DATA SUPPLIED:

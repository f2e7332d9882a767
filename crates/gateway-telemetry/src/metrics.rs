//! Prometheus metrics.
//!
//! The registry is owned by the gateway instance rather than global, so
//! several gateways (e.g. in tests) never collide.

use crate::error::TelemetryError;
use gateway_core::Dependency;
use prometheus::{Encoder, IntCounter, IntCounterVec, IntGaugeVec, Opts, Registry, TextEncoder};

/// Gateway metrics
#[derive(Debug, Clone)]
pub struct GatewayMetrics {
    registry: Registry,
    dependency_calls: IntCounterVec,
    breaker_state: IntGaugeVec,
    quota_rejections: IntCounter,
    access_denied: IntCounterVec,
    secret_cache: IntCounterVec,
}

impl GatewayMetrics {
    /// Create and register all metrics
    ///
    /// # Errors
    /// Returns error if a metric cannot be registered
    pub fn new() -> Result<Self, TelemetryError> {
        let registry = Registry::new();

        let dependency_calls = IntCounterVec::new(
            Opts::new(
                "gateway_dependency_calls_total",
                "Outbound call attempts by dependency and outcome",
            ),
            &["dependency", "outcome"],
        )?;
        let breaker_state = IntGaugeVec::new(
            Opts::new(
                "gateway_breaker_state",
                "Circuit breaker state (0=closed, 1=open, 2=half-open)",
            ),
            &["dependency"],
        )?;
        let quota_rejections = IntCounter::with_opts(Opts::new(
            "gateway_quota_rejections_total",
            "Guest messages rejected by the quota",
        ))?;
        let access_denied = IntCounterVec::new(
            Opts::new("gateway_access_denied_total", "Requests denied by reason"),
            &["reason"],
        )?;
        let secret_cache = IntCounterVec::new(
            Opts::new("gateway_secret_cache_total", "Secret lookups by result"),
            &["result"],
        )?;

        registry.register(Box::new(dependency_calls.clone()))?;
        registry.register(Box::new(breaker_state.clone()))?;
        registry.register(Box::new(quota_rejections.clone()))?;
        registry.register(Box::new(access_denied.clone()))?;
        registry.register(Box::new(secret_cache.clone()))?;

        for dependency in Dependency::ALL {
            breaker_state.with_label_values(&[dependency.name()]).set(0);
        }

        Ok(Self {
            registry,
            dependency_calls,
            breaker_state,
            quota_rejections,
            access_denied,
            secret_cache,
        })
    }

    /// Count one attempt against a dependency
    pub fn record_dependency_call(&self, dependency: Dependency, outcome: &str) {
        self.dependency_calls
            .with_label_values(&[dependency.name(), outcome])
            .inc();
    }

    /// Publish a breaker state (see `CircuitState::as_gauge`)
    pub fn set_breaker_state(&self, dependency: Dependency, state: i64) {
        self.breaker_state
            .with_label_values(&[dependency.name()])
            .set(state);
    }

    /// Count a guest message rejected by the quota
    pub fn record_quota_rejection(&self) {
        self.quota_rejections.inc();
    }

    /// Count a denied request
    pub fn record_access_denied(&self, reason: &str) {
        self.access_denied.with_label_values(&[reason]).inc();
    }

    /// Count a secret lookup
    pub fn record_secret_cache(&self, result: &str) {
        self.secret_cache.with_label_values(&[result]).inc();
    }

    /// Underlying registry
    #[must_use]
    pub fn registry(&self) -> &Registry {
        &self.registry
    }

    /// Render all metrics in the Prometheus text format
    ///
    /// # Errors
    /// Returns error if encoding fails
    pub fn render(&self) -> Result<String, TelemetryError> {
        let mut buffer = Vec::new();
        TextEncoder::new().encode(&self.registry.gather(), &mut buffer)?;
        String::from_utf8(buffer).map_err(|e| TelemetryError::Encode(e.to_string()))
    }
}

EXERCISE OBJECTIVE:
The lines holding the word "TelemetryError" are the answer. Pull them out of the records and copy them.

SOLUTION TO THIS EXERCISE:
use crate::error::TelemetryError;
    pub fn new() -> Result<Self, TelemetryError> {
    pub fn render(&self) -> Result<String, TelemetryError> {
        String::from_utf8(buffer).map_err(|e| TelemetryError::Encode(e.to_string()))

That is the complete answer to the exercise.